We talked a little bit about what I could do if I came her for a sabbatical. Hernan thinks I should study cooking and massage, but he said that as a joke (I think) so that I could cook for him and give him massages (little does he know I can do both). We didn't really come up with something, but I think if I came back, rather than mess with this school business, it would be better if I found a way to put myself in a position where I had to interact with people on a daily basis and speak Spanish. I don't know what that could be - some sort of volunteer work, or studying something else, I don't know yet.

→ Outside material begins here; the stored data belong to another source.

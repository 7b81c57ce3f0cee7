//! Price feed adapters
//!
//! This module provides the feed abstraction and the concrete feeds that
//! write exchange prices into the shared price store.

pub mod binance;
pub mod errors;
pub mod factory;
pub mod shared;
pub mod traits;
pub mod types;
pub mod uniswap;

// Re-export commonly used types for convenience
pub use binance::{BinanceConfig, BinanceFeed};
pub use errors::{ExchangeError, ExchangeResult};
pub use factory::{create_enabled_feeds, create_feed, AnyFeed, SUPPORTED_FEEDS};
pub use shared::RetryPolicy;
pub use traits::FeedAdapter;
pub use types::FeedState;
pub use uniswap::{UniswapConfig, UniswapFeed};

It was a little sad saying good-bye to Hernan on my corner. I found myself bowing. I don't know what that was about, but I think it was that I felt awkward saying good-bye but not wanting to feel sad about it. I don't really feel sad. It was a short-lived fantasy, and I really enjoyed it. I'd like to hold on to the wonderful feeling of the experience and not spoil it by wanting to hold on to the experience and feeling sad because I can't.
I told Hernan my trip here was a little like Fantasy Island. I was able to live a life here that I am not able to live in San Francisco. Tonight's dinner, with a bottle of wine, appetizer and desert, cost us $80 for the two of us. In San Francisco, a similar dinner of equal quality with the kind of people who were there tonight and the number of furs, would easily cost us $80 each. So, yes, tonight was a little on the extravagant side, but it was affordable for me (I treated Hernan). In San Francisco, I'd really have to think twice before spending that amount of money.
So the whole thing, seeing my money go further than it normally does, having a fake boyfriend, speaking a language that really isn't mine, blending in to the point of people asking me for directions (happened again today), maid and laundry service, etc., etc., was like living a fantasy. But like on Fantasy Island, the show comes to an end and the celebrities who are pretending they are regular people return to their normal lives appreciating them even more because they know they are real.
I hope that I will be able to return to my life and appreciate it more. i think I will. There are so many things I miss and I've been gone long enough to miss them, yet, because I haven't been gone that long, I know they'll still be there when I get back.
(By the way, I've updated my photo blog and will be putting more pictures there before I leave.)